Queer Lockdown: Coming to Terms with the Ongoing Criminalization of LGBTQ Communities

In its most serious form, homophobia and transphobia can ultimately affect the outcome of criminal prosecutions and may even encourage the imposition of death sentences for queer defendants deemed guilty of capital crimes.1 There are no explicit restrictions on what personal information can be introduced about a defendant’s sexuality or gender expression, and the rules against statements that might inflame a jury are not necessarily enforced when the defendant is queer.2 Ambitious prosecutors are often free to play to stereotypical beliefs about queer people, and have reason to single out gender non-conforming defendants when deciding which cases might convince a jury to opt for execution.3 Appeals to anti-queer and anti-trans animus have a notable impact on juries.4 Moreover, nowhere is the identity of a lesbian more integral to her treatment than when she is facing punishment for a capital crime. Lesbians are disproportionately represented among death row inmates. A staggering 40 percent of women on death row are lesbians or have had sexual orientation used as a factor against them in criminal sentencing.5 In the case of Wanda Jean Allen, a lesbian defendant executed for the capital murder of her lover, the trial court admitted evidence that Allen was the “man” in the lesbian relationship. This evidence was apparently “used to show that [Allen] was the aggressive person in the relationship, while [her lover] was more passive.” The appeals court reasoned that the evidence would “help the jury understand why each party acted the way she did both during events leading up to the shooting and the shooting itself.”6)

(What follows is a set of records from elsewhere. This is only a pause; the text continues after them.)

//! Display-name normalization for cross-catalog comparison.
//!
//! Catalogs disagree on casing and separators ("Claude-Sonnet-4.5" vs
//! "claude-sonnet-4-5"); normalization lines them up without ever guessing.

/// Characters treated as interchangeable separators across catalogs.
const SEPARATORS: [char; 5] = [' ', '_', '.', ':', '+'];

/// Normalize a display identifier: case-fold, map separator characters to
/// `-`, collapse separator runs. Pure and deterministic.
pub fn normalize_name(raw: &str) -> String {
    let lowered = raw.trim().to_lowercase();
    let mut out = String::with_capacity(lowered.len());
    for ch in lowered.chars() {
        let mapped = if SEPARATORS.contains(&ch) { '-' } else { ch };
        if mapped == '-' && out.ends_with('-') {
            continue;
        }
        out.push(mapped);
    }
    out
}

/// Split a `vendor/key` composite into its vendor segment and bare key.
/// Keys without a vendor segment return `(None, key)`.
pub fn split_vendor(key: &str) -> (Option<&str>, &str) {
    match key.split_once('/') {
        Some((vendor, rest)) if !vendor.is_empty() && !rest.is_empty() => (Some(vendor), rest),
        _ => (None, key),
    }
}
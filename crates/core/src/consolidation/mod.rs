//! Pricing consolidation.
//!
//! The consolidator arbitrates between the catalog's listed prices and the
//! reference provider candidates, producing one auditable
//! [`PricingDecision`] per priceable field of every entry.

mod model;
mod service;


pub use model::{
    CandidateAssessment, CandidateStatus, ConsolidationConfig, DecisionSource, DecisionStatus,
    PricingDecision, ReasonCode,
};
pub use service::Consolidator;
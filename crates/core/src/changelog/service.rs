//! The changelog differ.
//!
//! Compares two consolidated snapshots and produces the added/removed id
//! sets plus per-field price-change records. Pure given its inputs; the
//! caller owns persisting the log.

use log::info;

use pricewatch_reference_data::PriceField;

use super::model::{ChangeDirection, ChangelogEntry, PriceChange};
use crate::consolidation::PricingDecision;
use crate::snapshot::Snapshot;

/// Build the changelog entry describing `current` relative to `previous`.
///
/// A first run (no previous snapshot) marks `initial_snapshot` and counts
/// every id as added. A run with no differences still yields an entry with
/// empty sets - every run leaves an audit trail.
pub fn diff_snapshots(previous: Option<&Snapshot>, current: &Snapshot) -> ChangelogEntry {
    let current_ids = current.ids();
    let previous_ids = previous.map(Snapshot::ids).unwrap_or_default();

    let added: Vec<String> = current_ids
        .difference(&previous_ids)
        .map(|id| id.to_string())
        .collect();
    let removed: Vec<String> = previous_ids
        .difference(&current_ids)
        .map(|id| id.to_string())
        .collect();

    let mut price_changes = Vec::new();
    if let Some(previous) = previous {
        let previous_index = previous.index();
        let current_index = current.index();
        for id in current_ids.intersection(&previous_ids) {
            let (Some(before), Some(after)) = (previous_index.get(id), current_index.get(id))
            else {
                continue;
            };
            for field in PriceField::ALL {
                if let Some(change) =
                    field_change(id, field, before.decision(field), after.decision(field))
                {
                    price_changes.push(change);
                }
            }
        }
    }

    let entry = ChangelogEntry {
        date: current.taken_at,
        added,
        removed,
        total_entries: current.len(),
        price_changes,
        initial_snapshot: previous.is_none(),
    };
    info!(
        "Diffed snapshots: {} added, {} removed, {} price changes across {} entries",
        entry.added.len(),
        entry.removed.len(),
        entry.price_changes.len(),
        entry.total_entries
    );
    entry
}

/// Compare one field's decisions between two runs.
///
/// A change is emitted when the accepted value or the decision status
/// differs. Direction policy: value movement decides when both sides are
/// present; absent-to-present and status-only (zero-delta) changes break
/// toward `increase`, present-to-absent toward `decrease`.
fn field_change(
    entry_id: &str,
    field: PriceField,
    previous: Option<&PricingDecision>,
    current: Option<&PricingDecision>,
) -> Option<PriceChange> {
    let previous_value = previous.and_then(|decision| decision.accepted);
    let current_value = current.and_then(|decision| decision.accepted);
    let previous_status = previous.map(|decision| decision.status);
    let current_status = current.map(|decision| decision.status);

    if previous_value == current_value && previous_status == current_status {
        return None;
    }

    let direction = match (previous_value, current_value) {
        (Some(before), Some(after)) if after < before => ChangeDirection::Decrease,
        (Some(_), None) => ChangeDirection::Decrease,
        _ => ChangeDirection::Increase,
    };
    let delta = match (previous_value, current_value) {
        (Some(before), Some(after)) => Some(after - before),
        _ => None,
    };

    Some(PriceChange {
        entry_id: entry_id.to_string(),
        field,
        previous: previous_value,
        current: current_value,
        direction,
        delta,
    })
}
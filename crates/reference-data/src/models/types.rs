use std::borrow::Cow;
use std::sync::Arc;

/// Provider identifier - mostly static constants
pub type ProviderId = Cow<'static, str>;

/// Provider-specific catalog key discovered at runtime
pub type ProviderKey = Arc<str>;
//! Deserialization models for the models.dev catalog payload.

use std::collections::BTreeMap;

use serde::Deserialize;
use serde_json::Value;

/// Top level of the payload: vendor slug -> vendor block.
pub(crate) type ModelsDevCatalog = BTreeMap<String, ModelsDevVendor>;

#[derive(Debug, Deserialize)]
pub(crate) struct ModelsDevVendor {
    #[serde(default)]
    pub models: BTreeMap<String, ModelsDevModel>,
}

#[derive(Debug, Deserialize)]
pub(crate) struct ModelsDevModel {
    #[serde(default)]
    pub cost: Option<ModelsDevCost>,
}

/// Cost block; metered values are quoted per million units.
#[derive(Debug, Default, Deserialize)]
pub(crate) struct ModelsDevCost {
    #[serde(default)]
    pub input: Option<Value>,
    #[serde(default)]
    pub output: Option<Value>,
    #[serde(default)]
    pub request: Option<Value>,
    #[serde(default)]
    pub image: Option<Value>,
    #[serde(default)]
    pub cache_read: Option<Value>,
    #[serde(default)]
    pub cache_write: Option<Value>,
}
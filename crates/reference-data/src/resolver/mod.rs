//! Identifier resolution for reference providers.
//!
//! Resolution is pure given the current provider catalog state: an explicit
//! mapping key is used verbatim, `auto` infers by normalized-name matching
//! with a strict zero/one/many rule, and an absent or disabled mapping means
//! the entry is not a candidate for that provider.

mod key_resolver;
mod normalize;

pub use key_resolver::{resolve_key, ResolutionSource, ResolvedKey};
pub use normalize::{normalize_name, split_vendor};
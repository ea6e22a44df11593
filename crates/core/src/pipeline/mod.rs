//! Pipeline orchestration.

mod service;

#[cfg(test)]
mod service_tests;

pub use service::{PipelineConfig, PipelineRun, PricingPipeline};
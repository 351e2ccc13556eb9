//! Container runtime adapters
//!
//! The reconciler never talks to a runtime directly. It reads a
//! [`RuntimeSnapshot`] and emits intents; the dispatcher carries those out
//! through a [`WorkloadRuntime`].

use async_trait::async_trait;

use crate::controller::resources::WorkloadSpec;
use crate::controller::status::UnitStatus;
use crate::error::Result;

pub mod kubernetes;
pub mod memory;

pub use kubernetes::KubeRuntime;
pub use memory::MemoryRuntime;

/// What the reconciler needs to know about the runtime
#[derive(Clone, Debug, Default, PartialEq, Eq)]
pub struct RuntimeSnapshot {
    /// Whether the runtime can accept a spec right now
    pub ready: bool,
    /// The spec currently applied, if any
    pub applied: Option<WorkloadSpec>,
    /// The applied spec has not been followed by a successful restart
    pub restart_pending: bool,
}

#[async_trait]
pub trait WorkloadRuntime: Send + Sync {
    /// Whether the runtime is reachable and can accept a spec
    async fn is_ready(&self) -> bool;

    /// The spec the service is currently defined by
    async fn applied_spec(&self) -> Result<Option<WorkloadSpec>>;

    /// Replace the service definition
    async fn apply(&self, spec: &WorkloadSpec) -> Result<()>;

    /// Restart the named service so it picks up its definition
    async fn restart(&self, service: &str) -> Result<()>;

    /// Surface the unit status to the operator
    async fn report_status(&self, status: &UnitStatus) -> Result<()>;
}

/// Take a snapshot of the runtime, skipping the spec lookup when not ready
pub async fn snapshot<R>(runtime: &R) -> Result<RuntimeSnapshot>
where
    R: WorkloadRuntime + ?Sized,
{
    if !runtime.is_ready().await {
        return Ok(RuntimeSnapshot::default());
    }
    Ok(RuntimeSnapshot {
        ready: true,
        applied: runtime.applied_spec().await?,
        restart_pending: false,
    })
}
//! Watch the static configuration ConfigMap
//!
//! Every applied version of the ConfigMap becomes a `config-changed` event
//! for the unit dispatcher.

use futures::{StreamExt, TryStreamExt};
use k8s_openapi::api::core::v1::ConfigMap;
use kube::api::Api;
use kube::runtime::{watcher, WatchStreamExt};
use kube::{Client, ResourceExt};
use tracing::{info, instrument, warn};

use crate::config::StaticConfig;
use crate::error::Result;

use super::dispatcher::UnitHandle;
use super::unit::UnitEvent;

pub fn config_from_config_map(config_map: &ConfigMap) -> StaticConfig {
    config_map
        .data
        .as_ref()
        .map(StaticConfig::from_config_map_data)
        .unwrap_or_default()
}

/// Forward ConfigMap changes to the unit until the dispatcher goes away
#[instrument(skip(client, handle))]
pub async fn watch_static_config(
    client: Client,
    namespace: &str,
    name: &str,
    handle: UnitHandle,
) -> Result<()> {
    let api: Api<ConfigMap> = Api::namespaced(client, namespace);
    let config = watcher::Config::default().fields(&format!("metadata.name={name}"));

    info!("Watching ConfigMap {}/{} for configuration", namespace, name);

    let mut stream = watcher(api, config)
        .default_backoff()
        .applied_objects()
        .boxed();

    loop {
        match stream.try_next().await {
            Ok(Some(config_map)) => {
                info!("ConfigMap {} changed", config_map.name_any());
                handle
                    .send(UnitEvent::ConfigChanged {
                        config: Some(config_from_config_map(&config_map)),
                    })
                    .await?;
            }
            Ok(None) => return Ok(()),
            Err(e) => warn!("ConfigMap watch error: {:?}", e),
        }
    }
}
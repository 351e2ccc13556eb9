//! Per-unit state and event routing

use serde::{Deserialize, Serialize};
use tracing::{debug, info};

use crate::config::StaticConfig;
use crate::peers::{PeerRegistry, RelationData};
use crate::runtime::RuntimeSnapshot;

use super::reconciler::{self, Intent};
use super::relation::{self, HostInfo};
use super::status::UnitStatus;

/// Events delivered by the host, one at a time
#[derive(Clone, Debug, PartialEq, Eq, Serialize, Deserialize)]
#[serde(tag = "event", rename_all = "kebab-case")]
pub enum UnitEvent {
    Start,
    Upgrade,
    ConfigChanged {
        /// New static configuration; `None` re-runs with the current one
        #[serde(default)]
        config: Option<StaticConfig>,
    },
    PeerJoined {
        unit: String,
    },
    PeerChanged {
        unit: String,
        #[serde(default)]
        data: RelationData,
    },
    PeerDeparted {
        unit: String,
    },
    /// Re-run reconciliation against the current state
    Reconcile,
}

impl UnitEvent {
    /// Short name for logs; relation data may carry secrets
    pub fn kind(&self) -> &'static str {
        match self {
            UnitEvent::Start => "start",
            UnitEvent::Upgrade => "upgrade",
            UnitEvent::ConfigChanged { .. } => "config-changed",
            UnitEvent::PeerJoined { .. } => "peer-joined",
            UnitEvent::PeerChanged { .. } => "peer-changed",
            UnitEvent::PeerDeparted { .. } => "peer-departed",
            UnitEvent::Reconcile => "reconcile",
        }
    }

    /// The event to deliver again after this one was deferred or failed
    ///
    /// Handlers have already folded the payload into the unit state, so only
    /// the reconciliation is repeated. Joins carry no state and are repeated
    /// as they are.
    pub fn retry(&self) -> UnitEvent {
        match self {
            UnitEvent::PeerJoined { .. } => self.clone(),
            _ => UnitEvent::Reconcile,
        }
    }
}

/// Everything the unit knows between events
///
/// Handlers only mutate this struct and return intents; they never touch the
/// runtime or the peer bus themselves.
#[derive(Debug)]
pub struct AgentUnit {
    unit_name: String,
    host: HostInfo,
    config: StaticConfig,
    registry: PeerRegistry,
    status: Option<UnitStatus>,
    /// Set between a successful apply and the restart that follows it
    restart_pending: bool,
}

impl AgentUnit {
    pub fn new(unit_name: impl Into<String>, config: StaticConfig, host: HostInfo) -> Self {
        Self {
            unit_name: unit_name.into(),
            host,
            config,
            registry: PeerRegistry::new(),
            status: None,
            restart_pending: false,
        }
    }

    pub fn unit_name(&self) -> &str {
        &self.unit_name
    }

    pub fn config(&self) -> &StaticConfig {
        &self.config
    }

    pub fn registry(&self) -> &PeerRegistry {
        &self.registry
    }

    /// Last status emitted by a handler
    pub fn status(&self) -> Option<&UnitStatus> {
        self.status.as_ref()
    }

    pub fn restart_pending(&self) -> bool {
        self.restart_pending
    }

    pub fn set_restart_pending(&mut self, pending: bool) {
        self.restart_pending = pending;
    }

    pub fn handle(&mut self, event: &UnitEvent) -> Vec<Intent> {
        let intents = match event {
            UnitEvent::Start | UnitEvent::Upgrade | UnitEvent::Reconcile => {
                vec![Intent::Reconcile]
            }
            UnitEvent::ConfigChanged { config } => {
                if let Some(config) = config {
                    if *config != self.config {
                        info!("Static configuration changed");
                    }
                    self.config = config.clone();
                }
                vec![Intent::Reconcile]
            }
            UnitEvent::PeerJoined { unit } => {
                relation::on_peer_joined(&self.config, &self.unit_name, &self.host, unit)
            }
            UnitEvent::PeerChanged { unit, data } => {
                relation::on_peer_changed(&self.config, &mut self.registry, unit, data)
            }
            UnitEvent::PeerDeparted { unit } => relation::on_peer_departed(&mut self.registry, unit),
        };
        self.track_status(intents)
    }

    pub fn reconcile(&mut self, snapshot: RuntimeSnapshot) -> Vec<Intent> {
        let snapshot = RuntimeSnapshot {
            restart_pending: self.restart_pending,
            ..snapshot
        };
        let intents = reconciler::reconcile(&self.config, &self.registry, &snapshot);
        self.track_status(intents)
    }

    fn track_status(&mut self, intents: Vec<Intent>) -> Vec<Intent> {
        for intent in &intents {
            if let Intent::SetStatus(status) = intent {
                debug!("Unit {} status -> {}", self.unit_name, status);
                self.status = Some(status.clone());
            }
        }
        intents
    }
}

#[cfg(test)]
mod tests {
    use super::*;

    fn unit() -> AgentUnit {
        AgentUnit::new(
            "jenkins-agent-k8s/0",
            StaticConfig::default(),
            HostInfo {
                cpu_count: 2,
                architecture: "x86_64".to_string(),
            },
        )
    }

    #[test]
    fn test_lifecycle_events_request_reconcile() {
        let mut unit = unit();
        assert_eq!(unit.handle(&UnitEvent::Start), vec![Intent::Reconcile]);
        assert_eq!(unit.handle(&UnitEvent::Upgrade), vec![Intent::Reconcile]);
        assert_eq!(unit.handle(&UnitEvent::Reconcile), vec![Intent::Reconcile]);
    }

    #[test]
    fn test_config_changed_replaces_config() {
        let mut unit = unit();
        let config = StaticConfig {
            jenkins_url: "http://test".to_string(),
            ..Default::default()
        };

        let intents = unit.handle(&UnitEvent::ConfigChanged {
            config: Some(config.clone()),
        });
        assert_eq!(intents, vec![Intent::Reconcile]);
        assert_eq!(unit.config(), &config);

        unit.handle(&UnitEvent::ConfigChanged { config: None });
        assert_eq!(unit.config(), &config);
    }

    #[test]
    fn test_reconcile_tracks_status() {
        let mut unit = unit();
        assert!(unit.status().is_none());

        unit.reconcile(RuntimeSnapshot::default());
        assert!(matches!(unit.status(), Some(UnitStatus::Blocked(_))));
    }

    #[test]
    fn test_event_kind_hides_relation_data() {
        let mut data = RelationData::new();
        data.insert("secret".to_string(), "hunter2".to_string());
        let event = UnitEvent::PeerChanged {
            unit: "jenkins/0".to_string(),
            data,
        };
        assert_eq!(event.kind(), "peer-changed");
    }

    #[test]
    fn test_retry_drops_payload() {
        let changed = UnitEvent::ConfigChanged {
            config: Some(StaticConfig {
                jenkins_url: "http://old".to_string(),
                ..Default::default()
            }),
        };
        assert_eq!(changed.retry(), UnitEvent::Reconcile);

        let peer = UnitEvent::PeerChanged {
            unit: "jenkins/0".to_string(),
            data: RelationData::new(),
        };
        assert_eq!(peer.retry(), UnitEvent::Reconcile);
        assert_eq!(UnitEvent::Start.retry(), UnitEvent::Reconcile);

        let joined = UnitEvent::PeerJoined {
            unit: "jenkins/0".to_string(),
        };
        assert_eq!(joined.retry(), joined);
    }

    #[test]
    fn test_pending_restart_reaches_reconciliation() {
        let config = StaticConfig {
            jenkins_url: "http://test".to_string(),
            jenkins_agent_name: "agent-one".to_string(),
            jenkins_agent_token: "token-one".to_string(),
            ..Default::default()
        };
        let mut unit = AgentUnit::new("jenkins-agent-k8s/0", config, HostInfo::detect());
        let spec = crate::controller::resources::build_workload_spec(
            &crate::controller::resolver::resolve(unit.config(), unit.registry()),
            unit.config(),
        );

        unit.set_restart_pending(true);
        let intents = unit.reconcile(RuntimeSnapshot {
            ready: true,
            applied: Some(spec.clone()),
            restart_pending: false,
        });

        assert_eq!(
            intents,
            vec![Intent::Restart(spec.name), Intent::SetStatus(UnitStatus::Active)]
        );
    }
}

Although homophobia and transphobia have been used in the judicial system as aggravating factors in the trials of queer defendants, mainstream gay rights groups have not typically demonstrated support for capital defendants. Law professor and criminal defense attorney Abbe Smith analyzes the case of Aileen Wournos, dubbed by the media as the first “female serial killer.”7 Wournos, a truck-stop prostitute (and also a victim of extraordinary sexual abuse throughout her life) was executed in 1992 for the murders of seven men in Florida. Despite her claims of self-defense,8 Wournos was found guilty by a jury in one and one-half hours and sentenced to die in one hour and forty-eight minutes.9 Wournos was also a lesbian, and Smith notes that mainstream feminists were not eager to be associated with a “man-hating” lesbian prostitute who killed seven men. Wournos presented the worst possible image of a lesbian killer. As one commentator declared, “her crimes were male (italics mine) in their commission: predatory, cold-blooded, premeditated, and malicious.”10 Media coverage focusing on Wournos’s supposed predatory proclivities served to minimize the effects of psychological trauma she experienced due to the constant sexual violence that had been perpetrated against her.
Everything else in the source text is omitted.